> **INSTRUCTIONS FOR THE TASK**: The expected output is each line below containing "ErrorPayload", copied in full.

> **PROVIDED DATA**:
■ ■ ■ ■ ■

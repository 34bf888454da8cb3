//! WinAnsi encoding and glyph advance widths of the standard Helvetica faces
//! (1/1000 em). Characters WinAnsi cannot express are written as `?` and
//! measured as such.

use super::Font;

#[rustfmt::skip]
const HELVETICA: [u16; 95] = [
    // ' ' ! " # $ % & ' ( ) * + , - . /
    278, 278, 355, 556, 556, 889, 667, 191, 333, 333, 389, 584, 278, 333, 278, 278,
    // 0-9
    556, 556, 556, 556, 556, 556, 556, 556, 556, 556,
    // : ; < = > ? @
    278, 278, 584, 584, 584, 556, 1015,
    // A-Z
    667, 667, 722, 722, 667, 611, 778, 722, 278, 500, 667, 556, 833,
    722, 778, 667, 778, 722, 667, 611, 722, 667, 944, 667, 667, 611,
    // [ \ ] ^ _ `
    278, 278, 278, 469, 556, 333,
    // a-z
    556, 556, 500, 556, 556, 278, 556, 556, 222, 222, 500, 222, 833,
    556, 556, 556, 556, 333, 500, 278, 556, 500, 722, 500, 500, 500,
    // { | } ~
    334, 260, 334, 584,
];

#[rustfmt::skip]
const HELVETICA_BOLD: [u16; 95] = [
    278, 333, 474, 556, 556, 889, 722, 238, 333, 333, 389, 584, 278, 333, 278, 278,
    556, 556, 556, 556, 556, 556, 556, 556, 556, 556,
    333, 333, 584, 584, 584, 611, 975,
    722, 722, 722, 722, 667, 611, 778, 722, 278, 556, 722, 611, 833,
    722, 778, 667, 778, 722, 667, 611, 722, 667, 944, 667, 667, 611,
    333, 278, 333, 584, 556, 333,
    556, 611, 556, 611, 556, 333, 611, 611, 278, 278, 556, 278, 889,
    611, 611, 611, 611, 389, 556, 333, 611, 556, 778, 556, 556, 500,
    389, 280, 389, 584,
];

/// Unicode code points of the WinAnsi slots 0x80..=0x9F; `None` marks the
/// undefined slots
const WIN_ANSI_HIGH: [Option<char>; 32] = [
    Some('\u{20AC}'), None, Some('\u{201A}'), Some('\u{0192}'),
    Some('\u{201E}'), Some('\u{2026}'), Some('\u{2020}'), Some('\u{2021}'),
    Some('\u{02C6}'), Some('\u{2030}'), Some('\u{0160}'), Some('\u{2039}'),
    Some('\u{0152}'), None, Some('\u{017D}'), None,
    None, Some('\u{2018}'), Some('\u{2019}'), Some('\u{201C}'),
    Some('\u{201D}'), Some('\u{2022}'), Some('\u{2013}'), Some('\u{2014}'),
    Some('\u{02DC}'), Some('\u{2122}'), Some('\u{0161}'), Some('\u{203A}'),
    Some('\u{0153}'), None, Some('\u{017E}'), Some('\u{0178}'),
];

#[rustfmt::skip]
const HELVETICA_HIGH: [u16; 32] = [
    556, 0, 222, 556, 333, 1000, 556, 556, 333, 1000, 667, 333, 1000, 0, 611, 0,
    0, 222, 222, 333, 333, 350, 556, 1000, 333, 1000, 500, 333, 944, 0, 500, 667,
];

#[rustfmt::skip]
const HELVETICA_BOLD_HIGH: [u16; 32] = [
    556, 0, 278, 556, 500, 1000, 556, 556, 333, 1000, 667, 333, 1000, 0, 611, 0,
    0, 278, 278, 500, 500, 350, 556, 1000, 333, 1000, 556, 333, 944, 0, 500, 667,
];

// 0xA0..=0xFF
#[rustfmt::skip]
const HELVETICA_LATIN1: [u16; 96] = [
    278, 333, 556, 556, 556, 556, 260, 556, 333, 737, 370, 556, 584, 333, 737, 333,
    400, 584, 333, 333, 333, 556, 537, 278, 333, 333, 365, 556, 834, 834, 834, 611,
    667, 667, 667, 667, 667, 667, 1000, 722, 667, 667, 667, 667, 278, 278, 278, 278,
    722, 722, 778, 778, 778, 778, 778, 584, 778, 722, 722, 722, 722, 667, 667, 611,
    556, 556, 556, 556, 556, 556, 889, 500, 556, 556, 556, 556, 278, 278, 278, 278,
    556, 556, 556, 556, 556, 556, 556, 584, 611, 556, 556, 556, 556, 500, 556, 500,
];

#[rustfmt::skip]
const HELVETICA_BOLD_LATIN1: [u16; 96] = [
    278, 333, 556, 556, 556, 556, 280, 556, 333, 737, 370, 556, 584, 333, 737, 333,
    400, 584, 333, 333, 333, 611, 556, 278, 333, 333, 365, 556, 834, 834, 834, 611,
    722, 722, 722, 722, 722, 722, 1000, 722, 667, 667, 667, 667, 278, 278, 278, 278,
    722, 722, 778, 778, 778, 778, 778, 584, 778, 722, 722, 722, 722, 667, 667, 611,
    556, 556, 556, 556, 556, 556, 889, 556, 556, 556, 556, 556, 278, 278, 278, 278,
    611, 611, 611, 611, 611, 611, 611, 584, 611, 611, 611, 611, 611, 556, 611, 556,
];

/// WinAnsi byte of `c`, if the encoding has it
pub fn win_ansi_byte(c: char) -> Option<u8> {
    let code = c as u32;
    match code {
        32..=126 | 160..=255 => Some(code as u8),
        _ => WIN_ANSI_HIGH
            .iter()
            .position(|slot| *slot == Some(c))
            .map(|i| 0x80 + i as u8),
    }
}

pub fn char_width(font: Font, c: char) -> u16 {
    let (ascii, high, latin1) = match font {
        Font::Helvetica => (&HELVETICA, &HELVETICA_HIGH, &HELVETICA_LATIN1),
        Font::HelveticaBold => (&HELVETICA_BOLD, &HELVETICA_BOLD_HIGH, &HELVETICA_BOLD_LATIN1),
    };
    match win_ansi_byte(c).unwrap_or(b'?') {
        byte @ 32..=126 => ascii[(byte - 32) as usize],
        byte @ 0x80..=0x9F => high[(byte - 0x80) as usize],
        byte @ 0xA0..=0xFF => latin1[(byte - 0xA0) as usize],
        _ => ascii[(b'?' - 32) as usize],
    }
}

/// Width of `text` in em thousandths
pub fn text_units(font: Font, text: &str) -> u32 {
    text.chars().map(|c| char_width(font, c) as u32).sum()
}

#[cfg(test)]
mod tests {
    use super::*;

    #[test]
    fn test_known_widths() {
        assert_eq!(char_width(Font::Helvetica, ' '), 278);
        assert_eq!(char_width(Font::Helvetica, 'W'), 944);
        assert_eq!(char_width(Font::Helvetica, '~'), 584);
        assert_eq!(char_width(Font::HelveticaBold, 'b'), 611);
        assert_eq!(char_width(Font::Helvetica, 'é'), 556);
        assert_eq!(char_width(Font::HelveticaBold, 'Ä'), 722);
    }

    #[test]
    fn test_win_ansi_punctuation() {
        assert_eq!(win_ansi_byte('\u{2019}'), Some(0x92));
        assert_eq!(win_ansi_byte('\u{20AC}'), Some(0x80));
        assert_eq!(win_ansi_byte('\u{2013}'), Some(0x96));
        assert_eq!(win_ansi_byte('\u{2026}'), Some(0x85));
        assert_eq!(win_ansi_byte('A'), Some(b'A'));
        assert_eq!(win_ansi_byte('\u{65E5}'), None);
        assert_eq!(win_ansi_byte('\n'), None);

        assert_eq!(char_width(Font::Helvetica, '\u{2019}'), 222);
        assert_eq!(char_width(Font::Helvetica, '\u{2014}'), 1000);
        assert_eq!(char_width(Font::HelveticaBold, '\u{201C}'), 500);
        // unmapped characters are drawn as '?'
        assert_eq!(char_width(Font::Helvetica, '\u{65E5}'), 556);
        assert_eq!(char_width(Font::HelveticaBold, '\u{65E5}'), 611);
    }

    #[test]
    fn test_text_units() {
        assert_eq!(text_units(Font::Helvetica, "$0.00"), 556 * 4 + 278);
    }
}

■ ■ ■ ■ ■

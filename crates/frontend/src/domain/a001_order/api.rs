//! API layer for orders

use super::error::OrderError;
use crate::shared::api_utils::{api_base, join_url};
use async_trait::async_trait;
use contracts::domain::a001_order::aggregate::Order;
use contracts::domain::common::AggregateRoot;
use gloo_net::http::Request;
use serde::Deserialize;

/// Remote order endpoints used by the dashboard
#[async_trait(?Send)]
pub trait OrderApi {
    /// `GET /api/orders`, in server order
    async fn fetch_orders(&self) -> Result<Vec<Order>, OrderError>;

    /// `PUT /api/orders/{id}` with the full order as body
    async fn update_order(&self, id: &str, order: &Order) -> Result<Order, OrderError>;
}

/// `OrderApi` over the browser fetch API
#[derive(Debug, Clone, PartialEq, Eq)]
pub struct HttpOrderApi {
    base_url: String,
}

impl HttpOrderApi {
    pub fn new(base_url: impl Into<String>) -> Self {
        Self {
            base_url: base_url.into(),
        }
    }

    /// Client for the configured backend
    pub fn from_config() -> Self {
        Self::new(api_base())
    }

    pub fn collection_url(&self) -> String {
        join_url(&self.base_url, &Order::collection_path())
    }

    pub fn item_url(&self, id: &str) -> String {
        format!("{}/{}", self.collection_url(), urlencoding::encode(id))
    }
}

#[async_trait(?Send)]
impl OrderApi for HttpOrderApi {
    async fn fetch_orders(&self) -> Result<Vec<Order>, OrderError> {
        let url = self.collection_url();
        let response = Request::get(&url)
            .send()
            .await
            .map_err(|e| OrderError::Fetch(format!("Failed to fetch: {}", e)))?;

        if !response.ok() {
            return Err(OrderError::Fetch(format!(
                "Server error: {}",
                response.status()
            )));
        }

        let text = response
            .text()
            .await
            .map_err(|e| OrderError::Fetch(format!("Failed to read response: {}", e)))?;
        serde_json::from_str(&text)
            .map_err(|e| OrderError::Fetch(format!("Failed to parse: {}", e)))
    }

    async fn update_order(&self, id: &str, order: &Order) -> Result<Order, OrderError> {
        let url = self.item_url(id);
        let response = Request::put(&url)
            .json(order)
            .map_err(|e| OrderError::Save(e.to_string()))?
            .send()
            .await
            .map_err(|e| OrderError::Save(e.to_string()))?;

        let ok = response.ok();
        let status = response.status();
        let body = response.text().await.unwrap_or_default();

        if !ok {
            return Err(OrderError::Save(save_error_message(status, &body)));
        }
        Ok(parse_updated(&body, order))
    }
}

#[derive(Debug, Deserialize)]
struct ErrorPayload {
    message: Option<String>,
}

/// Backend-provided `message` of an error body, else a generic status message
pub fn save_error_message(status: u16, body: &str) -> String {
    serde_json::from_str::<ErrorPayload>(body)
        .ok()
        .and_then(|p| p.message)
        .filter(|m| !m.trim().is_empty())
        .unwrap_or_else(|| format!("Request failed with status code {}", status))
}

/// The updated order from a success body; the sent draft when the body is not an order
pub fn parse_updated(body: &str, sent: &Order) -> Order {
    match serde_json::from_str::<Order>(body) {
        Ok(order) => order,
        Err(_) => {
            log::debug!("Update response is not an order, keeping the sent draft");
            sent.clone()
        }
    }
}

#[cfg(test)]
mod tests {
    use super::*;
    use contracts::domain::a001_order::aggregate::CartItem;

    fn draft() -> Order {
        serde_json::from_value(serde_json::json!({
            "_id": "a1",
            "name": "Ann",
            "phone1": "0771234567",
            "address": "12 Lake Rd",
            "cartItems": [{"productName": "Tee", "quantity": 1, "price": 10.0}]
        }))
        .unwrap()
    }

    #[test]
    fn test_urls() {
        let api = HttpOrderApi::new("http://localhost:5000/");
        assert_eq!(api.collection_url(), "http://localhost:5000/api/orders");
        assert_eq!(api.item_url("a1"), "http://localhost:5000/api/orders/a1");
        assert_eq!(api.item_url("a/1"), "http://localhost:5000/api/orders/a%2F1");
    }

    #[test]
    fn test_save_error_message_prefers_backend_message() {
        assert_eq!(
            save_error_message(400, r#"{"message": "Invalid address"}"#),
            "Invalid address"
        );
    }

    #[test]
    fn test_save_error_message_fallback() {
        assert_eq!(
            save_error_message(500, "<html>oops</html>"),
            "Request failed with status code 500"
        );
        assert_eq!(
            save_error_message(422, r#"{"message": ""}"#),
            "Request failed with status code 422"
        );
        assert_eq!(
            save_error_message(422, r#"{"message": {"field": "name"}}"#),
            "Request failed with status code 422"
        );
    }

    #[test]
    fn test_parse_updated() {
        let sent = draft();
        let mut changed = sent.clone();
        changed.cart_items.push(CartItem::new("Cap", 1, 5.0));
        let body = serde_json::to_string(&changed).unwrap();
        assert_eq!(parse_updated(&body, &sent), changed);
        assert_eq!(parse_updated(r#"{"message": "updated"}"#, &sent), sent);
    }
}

■ ■ ■ ■ ■

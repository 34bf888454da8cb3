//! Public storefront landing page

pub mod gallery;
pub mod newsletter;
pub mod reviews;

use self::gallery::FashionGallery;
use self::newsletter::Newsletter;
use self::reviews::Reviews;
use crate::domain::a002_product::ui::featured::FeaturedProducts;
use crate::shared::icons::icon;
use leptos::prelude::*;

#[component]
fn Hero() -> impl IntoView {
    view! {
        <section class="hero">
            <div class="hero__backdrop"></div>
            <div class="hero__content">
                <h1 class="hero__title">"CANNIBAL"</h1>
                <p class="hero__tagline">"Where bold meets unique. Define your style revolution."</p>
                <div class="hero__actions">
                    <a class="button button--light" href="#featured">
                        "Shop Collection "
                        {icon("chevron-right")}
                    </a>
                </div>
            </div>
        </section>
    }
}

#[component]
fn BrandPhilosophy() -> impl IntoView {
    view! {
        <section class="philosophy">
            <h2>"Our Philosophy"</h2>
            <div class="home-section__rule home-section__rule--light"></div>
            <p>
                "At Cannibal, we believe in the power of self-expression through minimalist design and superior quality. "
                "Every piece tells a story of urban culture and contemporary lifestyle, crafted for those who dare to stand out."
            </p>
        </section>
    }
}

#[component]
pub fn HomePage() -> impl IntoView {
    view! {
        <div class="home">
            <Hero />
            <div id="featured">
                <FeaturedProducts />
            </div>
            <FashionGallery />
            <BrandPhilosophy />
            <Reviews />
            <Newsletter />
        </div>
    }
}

■ ■ ■ ■ ■

> **RESPONSE TO THE TASK**:
struct ErrorPayload {
    serde_json::from_str::<ErrorPayload>(body)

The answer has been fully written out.